▸ **DESCRIPTION OF THE TASK**:
Transcribe each line of the material with no alterations.

▸ **LISTED RECORDS**:
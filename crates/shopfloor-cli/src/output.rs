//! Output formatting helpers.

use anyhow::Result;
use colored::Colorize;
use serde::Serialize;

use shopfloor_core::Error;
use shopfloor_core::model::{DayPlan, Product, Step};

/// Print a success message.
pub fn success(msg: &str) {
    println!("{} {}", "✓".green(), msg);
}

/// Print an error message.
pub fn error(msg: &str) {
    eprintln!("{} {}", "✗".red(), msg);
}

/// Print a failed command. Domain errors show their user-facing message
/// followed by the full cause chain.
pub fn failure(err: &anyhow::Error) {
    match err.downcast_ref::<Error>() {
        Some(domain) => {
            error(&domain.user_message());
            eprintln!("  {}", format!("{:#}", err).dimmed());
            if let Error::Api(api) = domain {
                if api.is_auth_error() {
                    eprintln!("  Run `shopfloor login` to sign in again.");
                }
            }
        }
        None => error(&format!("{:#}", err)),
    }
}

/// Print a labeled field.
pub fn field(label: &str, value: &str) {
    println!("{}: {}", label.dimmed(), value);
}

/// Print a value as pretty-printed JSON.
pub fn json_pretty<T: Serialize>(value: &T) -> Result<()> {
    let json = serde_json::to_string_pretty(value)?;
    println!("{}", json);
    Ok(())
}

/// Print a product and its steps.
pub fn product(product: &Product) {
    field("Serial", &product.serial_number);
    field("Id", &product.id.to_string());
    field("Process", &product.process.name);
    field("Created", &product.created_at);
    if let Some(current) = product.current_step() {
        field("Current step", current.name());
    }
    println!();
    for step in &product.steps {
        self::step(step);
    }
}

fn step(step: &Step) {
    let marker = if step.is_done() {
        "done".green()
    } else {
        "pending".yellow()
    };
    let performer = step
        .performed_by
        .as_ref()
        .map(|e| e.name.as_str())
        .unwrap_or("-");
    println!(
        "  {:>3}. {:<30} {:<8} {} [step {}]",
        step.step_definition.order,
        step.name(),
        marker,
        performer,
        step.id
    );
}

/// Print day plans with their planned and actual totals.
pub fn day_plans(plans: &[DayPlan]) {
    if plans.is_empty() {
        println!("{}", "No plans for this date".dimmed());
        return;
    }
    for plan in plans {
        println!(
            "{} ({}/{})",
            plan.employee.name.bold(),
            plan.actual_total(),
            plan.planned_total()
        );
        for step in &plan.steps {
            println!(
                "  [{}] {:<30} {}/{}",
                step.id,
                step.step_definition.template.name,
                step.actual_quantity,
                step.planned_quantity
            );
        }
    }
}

▸ **SOLUTION TO THE PROBLEM**:
filename crates/shopfloor-cli/src/output.rs
//! Output formatting helpers.

use anyhow::Result;
use colored::Colorize;
use serde::Serialize;

use shopfloor_core::Error;
use shopfloor_core::model::{DayPlan, Product, Step};

/// Print a success message.
pub fn success(msg: &str) {
    println!("{} {}", "✓".green(), msg);
}

/// Print an error message.
pub fn error(msg: &str) {
    eprintln!("{} {}", "✗".red(), msg);
}

/// Print a failed command. Domain errors show their user-facing message
/// followed by the full cause chain.
pub fn failure(err: &anyhow::Error) {
    match err.downcast_ref::<Error>() {
        Some(domain) => {
            error(&domain.user_message());
            eprintln!("  {}", format!("{:#}", err).dimmed());
            if let Error::Api(api) = domain {
                if api.is_auth_error() {
                    eprintln!("  Run `shopfloor login` to sign in again.");
                }
            }
        }
        None => error(&format!("{:#}", err)),
    }
}

/// Print a labeled field.
pub fn field(label: &str, value: &str) {
    println!("{}: {}", label.dimmed(), value);
}

/// Print a value as pretty-printed JSON.
pub fn json_pretty<T: Serialize>(value: &T) -> Result<()> {
    let json = serde_json::to_string_pretty(value)?;
    println!("{}", json);
    Ok(())
}

/// Print a product and its steps.
pub fn product(product: &Product) {
    field("Serial", &product.serial_number);
    field("Id", &product.id.to_string());
    field("Process", &product.process.name);
    field("Created", &product.created_at);
    if let Some(current) = product.current_step() {
        field("Current step", current.name());
    }
    println!();
    for step in &product.steps {
        self::step(step);
    }
}

fn step(step: &Step) {
    let marker = if step.is_done() {
        "done".green()
    } else {
        "pending".yellow()
    };
    let performer = step
        .performed_by
        .as_ref()
        .map(|e| e.name.as_str())
        .unwrap_or("-");
    println!(
        "  {:>3}. {:<30} {:<8} {} [step {}]",
        step.step_definition.order,
        step.name(),
        marker,
        performer,
        step.id
    );
}

/// Print day plans with their planned and actual totals.
pub fn day_plans(plans: &[DayPlan]) {
    if plans.is_empty() {
        println!("{}", "No plans for this date".dimmed());
        return;
    }
    for plan in plans {
        println!(
            "{} ({}/{})",
            plan.employee.name.bold(),
            plan.actual_total(),
            plan.planned_total()
        );
        for step in &plan.steps {
            println!(
                "  [{}] {:<30} {}/{}",
                step.id,
                step.step_definition.template.name,
                step.actual_quantity,
                step.planned_quantity
            );
        }
    }
}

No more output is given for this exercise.